Por fim, nos moldes em que foi aprovada, a proposta legislativa demanda a fiscalização do cumprimento dos seus comandos pelo Poder Executivo, por intermédio da Secretaria de Estado de Educação, o que ofende competência privativa do Chefe do Executivo para iniciativa de leis que se refiram à direção da administração estadual e à estrutura, atribuições e funcionamento dos órgãos da administração estadual (arts. 67, § 1º, inciso II, alínea “d”; 89, incisos V e IX; da Constituição Estadual).

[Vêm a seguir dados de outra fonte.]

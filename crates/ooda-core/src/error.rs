use thiserror::Error;

#[derive(Debug, Error)]
pub enum OodaError {
    #[error("not initialized: run 'ooda init'")]
    NotInitialized,

    #[error("invalid agent name '{0}': must be lowercase alphanumeric with '-' or '_'")]
    InvalidAgentName(String),

    #[error("cycle not found: {0}")]
    CycleNotFound(String),

    #[error("action not found: {0}")]
    ActionNotFound(String),

    #[error("alert not found: {0}")]
    AlertNotFound(String),

    #[error("invalid transition from {from} to {to}: {reason}")]
    InvalidTransition {
        from: String,
        to: String,
        reason: String,
    },

    #[error("{phase} collaborator failed: {message}")]
    CollaboratorFailure { phase: String, message: String },

    #[error("action id '{supplied}' does not match content address '{computed}'")]
    ActionIdMismatch { supplied: String, computed: String },

    #[error("alert {id} is {status}, only pending alerts can be approved or rejected")]
    ApprovalStateConflict { id: String, status: String },

    #[error("invalid {kind}: '{value}'")]
    InvalidValue { kind: &'static str, value: String },

    #[error("store error: {0}")]
    Db(String),

    #[error(transparent)]
    Io(#[from] std::io::Error),

    #[error(transparent)]
    Yaml(#[from] serde_yaml::Error),

    #[error(transparent)]
    Json(#[from] serde_json::Error),
}

impl OodaError {
    pub(crate) fn invalid(kind: &'static str, value: impl Into<String>) -> Self {
        Self::InvalidValue {
            kind,
            value: value.into(),
        }
    }

    pub(crate) fn collaborator(phase: impl Into<String>, message: impl Into<String>) -> Self {
        Self::CollaboratorFailure {
            phase: phase.into(),
            message: message.into(),
        }
    }
}

/// Convert any redb error into `OodaError::Db`.
pub(crate) fn db_err<E: std::fmt::Display>(e: E) -> OodaError {
    OodaError::Db(e.to_string())
}

pub type Result<T> = std::result::Result<T, OodaError>;
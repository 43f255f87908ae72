use anyhow::Context;
use ooda_core::{config::Config, io, paths, store::Store};
use std::path::Path;

pub fn run(root: &Path) -> anyhow::Result<()> {
    println!("Initializing ooda in: {}", root.display());

    let dir = paths::ooda_dir(root);
    io::ensure_dir(&dir).with_context(|| format!("failed to create {}", dir.display()))?;

    if paths::config_path(root).exists() {
        println!("  exists:  {}", paths::CONFIG_FILE);
    } else {
        Config::default()
            .save(root)
            .context("failed to write config.yaml")?;
        println!("  created: {}", paths::CONFIG_FILE);
    }

    let existed = paths::db_path(root).exists();
    Store::open_project(root).context("failed to create store")?;
    if existed {
        println!("  exists:  {}", paths::DB_FILE);
    } else {
        println!("  created: {}", paths::DB_FILE);
    }

    Ok(())
}
impl Cycle {
    pub fn new(agent_name: impl Into<String>, cycle_number: u64) -> Self {
        let now = Utc::now();
        Self {
            id: Uuid::new_v4(),
            agent_name: agent_name.into(),
            cycle_number,
            status: CycleStatus::Observing,
            created_at: now,
            updated_at: now,
            completed_at: None,
            phase_history: vec![PhaseTransition {
                status: CycleStatus::Observing,
                entered: now,
                exited: None,
            }],
            observations: None,
            analysis: None,
            decisions: Vec::new(),
            actions_taken: Vec::new(),
            reflection: None,
            error_message: None,
        }
    }

    // ---------------------------------------------------------------------------
    // Phase transitions
    // ---------------------------------------------------------------------------

    /// Check that the cycle is in `from` and may move to its forward successor.
    pub fn can_advance_from(&self, from: CycleStatus) -> Result<CycleStatus> {
        let target = from.next().ok_or_else(|| OodaError::InvalidTransition {
            from: from.to_string(),
            to: "-".to_string(),
            reason: format!("'{from}' has no successor"),
        })?;

        if self.status.is_terminal() {
            return Err(OodaError::InvalidTransition {
                from: self.status.to_string(),
                to: target.to_string(),
                reason: format!("cycle #{} is {} and immutable", self.cycle_number, self.status),
            });
        }

        if self.status != from {
            return Err(OodaError::InvalidTransition {
                from: self.status.to_string(),
                to: target.to_string(),
                reason: format!("expected cycle to be '{from}'"),
            });
        }

        Ok(target)
    }

    /// Move from `from` to its successor, closing the current phase entry.
    pub fn advance(&mut self, from: CycleStatus) -> Result<CycleStatus> {
        let target = self.can_advance_from(from)?;
        self.enter(target);
        Ok(target)
    }

    /// Escape to `Failed` from any non-terminal status.
    pub fn fail(&mut self, message: impl Into<String>) -> Result<()> {
        if self.status.is_terminal() {
            return Err(OodaError::InvalidTransition {
                from: self.status.to_string(),
                to: CycleStatus::Failed.to_string(),
                reason: format!("cycle #{} is {} and immutable", self.cycle_number, self.status),
            });
        }
        self.error_message = Some(message.into());
        self.enter(CycleStatus::Failed);
        Ok(())
    }

    fn enter(&mut self, target: CycleStatus) {
        let now = Utc::now();
        if let Some(last) = self.phase_history.last_mut() {
            last.exited = Some(now);
        }
        self.status = target;
        self.updated_at = now;
        if target.is_terminal() {
            self.completed_at = Some(now);
        } else {
            self.phase_history.push(PhaseTransition {
                status: target,
                entered: now,
                exited: None,
            });
        }
    }

    /// When the cycle entered `status`, if it ever did.
    pub fn entered_at(&self, status: CycleStatus) -> Option<DateTime<Utc>> {
        self.phase_history
            .iter()
            .find(|p| p.status == status)
            .map(|p| p.entered)
    }

    /// Append to `actions_taken`. Does not change status.
    ///
    /// Legal from `Acting` onwards. Records on a completed or failed cycle
    /// are accepted and flagged `after_close` for audit.
    pub fn push_action_record(&mut self, action_id: &str, data: Value, result: Value) -> Result<ActionRecord> {
        if self.status < CycleStatus::Acting {
            return Err(OodaError::InvalidTransition {
                from: self.status.to_string(),
                to: self.status.to_string(),
                reason: "actions can only be recorded once the cycle has decided".to_string(),
            });
        }
        let now = Utc::now();
        let record = ActionRecord {
            action_id: action_id.to_string(),
            data,
            result,
            executed_at: now,
            after_close: self.status.is_terminal(),
            unplanned: !self.decisions.iter().any(|d| d == action_id),
        };
        self.actions_taken.push(record.clone());
        self.updated_at = now;
        Ok(record)
    }
}

// ---------------------------------------------------------------------------
// Learnings
// ---------------------------------------------------------------------------

fn default_learning_type() -> String {
    "insight".to_string()
}

fn default_confidence() -> f64 {
    0.5
}

/// A learning supplied to `reflect`.
#[derive(Debug, Clone, Serialize, Deserialize)]
pub struct LearningDraft {
    #[serde(rename = "type", default = "default_learning_type")]
    pub learning_type: String,
    #[serde(default)]
    pub context: Value,
    #[serde(default)]
    pub action_taken: Option<String>,
    #[serde(default)]
    pub expected_outcome: Option<Value>,
    #[serde(default)]
    pub actual_outcome: Option<Value>,
    #[serde(default = "default_confidence")]
    pub confidence: f64,
}

impl LearningDraft {
    pub fn insight(context: Value) -> Self {
        Self {
            learning_type: default_learning_type(),
            context,
            action_taken: None,
            expected_outcome: None,
            actual_outcome: None,
            confidence: default_confidence(),
        }
    }
}

#[derive(Debug, Clone, Serialize, Deserialize)]
pub struct Learning {
    pub id: Uuid,
    pub agent_name: String,
    pub cycle_id: Uuid,
    pub learning_type: String,
    #[serde(default)]
    pub context: Value,
    #[serde(default)]
    pub action_taken: Option<String>,
    #[serde(default)]
    pub expected_outcome: Option<Value>,
    #[serde(default)]
    pub actual_outcome: Option<Value>,
    #[serde(default = "default_confidence")]
    pub confidence: f64,
    pub created_at: DateTime<Utc>,
}

// ---------------------------------------------------------------------------
// AgentStats
// ---------------------------------------------------------------------------

#[derive(Debug, Clone, Serialize, Deserialize)]
pub struct AgentStats {
    pub agent_name: String,
    pub total_cycles: usize,
    pub completed_cycles: usize,
    pub failed_cycles: usize,
    /// Completed cycles as a percentage of all cycles, one decimal place.
    pub success_rate: f64,
    pub total_learnings: usize,
    pub learning_breakdown: BTreeMap<String, usize>,
}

Assim, diante das razões expostas, a aprovação de leis ou a introdução de normas que imponham ao Governador um dever relacionado à adoção de uma política pública ou de uma medida administrativa originariamente planejada pelo Parlamento - sobretudo, quando envolve a definição de diretrizes e atribuições das Secretarias e órgãos da Administração Pública, tal como a Secretaria de Estado de Educação (SED) - acaba por interferir em suas prerrogativas inerentes e, pois, inalienáveis, irrenunciáveis e intransferíveis de Chefe da Administração e, ipso facto, termina por representar flagrante ofensa ao princípio da harmonia e independência dos Poderes, insculpido no art. 2º, caput, da Constituição Estadual.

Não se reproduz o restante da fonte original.